Failure to Develop Comprehensive Care Plans for Incontinence and NPO Status
Penalty
Summary
A deficiency occurred when the facility failed to develop and implement comprehensive care plans for two residents with specific clinical needs. For one resident with Parkinson's disease, bipolar disorder, and major depressive disorder, the clinical record and nurse aide documentation showed frequent urinary incontinence and occasional bowel incontinence. Despite this, the care plan did not address the resident's incontinence, and no assessment for incontinence was found in the medical record. Interviews with nursing staff confirmed that an assessment and care plan should have been completed, and a toileting program should have been considered, but these actions were not taken. The resident reported being aware of the need to urinate or have a bowel movement but required staff assistance for toileting due to mobility limitations. The resident wore an adult incontinence brief at all times because of delays in receiving help from staff and indicated that a toileting program had not been offered.

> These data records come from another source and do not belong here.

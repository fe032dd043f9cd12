use image::DynamicImage;
use std::collections::HashMap;
use std::sync::Arc;

pub type Bitmap = Arc<DynamicImage>;

/// Decoded bitmaps by sequence position.
///
/// Entries are never evicted or replaced: the first bitmap stored for a
/// position wins for the lifetime of the session.
#[derive(Default)]
pub struct ImageCache {
    images: HashMap<usize, Bitmap>,
}

impl ImageCache {
    pub fn new() -> Self {
        Self::default()
    }

    /// Stores `bitmap` unless the position is already cached.
    /// Returns `true` when the entry was newly created.
    pub fn insert(&mut self, position: usize, bitmap: Bitmap) -> bool {
        if self.images.contains_key(&position) {
            return false;
        }
        self.images.insert(position, bitmap);
        true
    }

    pub fn get(&self, position: usize) -> Option<&Bitmap> {
        self.images.get(&position)
    }

    pub fn contains(&self, position: usize) -> bool {
        self.images.contains_key(&position)
    }

    pub fn len(&self) -> usize {
        self.images.len()
    }
}

#[cfg(test)]
mod tests {
    use super::*;

    fn bitmap(width: u32) -> Bitmap {
        Arc::new(DynamicImage::new_rgba8(width, 1))
    }

    #[test]
    fn test_insert_is_first_write_wins() {
        let mut cache = ImageCache::new();
        assert!(cache.insert(3, bitmap(10)));
        assert!(!cache.insert(3, bitmap(20)));

        assert_eq!(cache.get(3).map(|b| b.width()), Some(10));
        assert_eq!(cache.len(), 1);
    }

    #[test]
    fn test_absent_positions() {
        let mut cache = ImageCache::new();
        cache.insert(0, bitmap(1));
        assert!(cache.contains(0));
        assert!(!cache.contains(1));
        assert!(cache.get(1).is_none());
    }
}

Facility policy required a thorough assessment and care planning for residents with incontinence, but this was not followed in this case. For another resident with severe dysphagia, gastrostomy status, and a history of pneumonitis due to aspiration, the care plan failed to specify the resident's NPO (nothing by mouth) status, despite physician orders and nutrition evaluations indicating tube feeding as the sole source of nutrition. The written nurse aide assignment also did not indicate the NPO status, and staff interviews revealed that nurse aides relied on these assignments for care information. Facility policy required clear communication and documentation of NPO status, but this was not reflected in the care plan or assignment sheets at the time of the survey.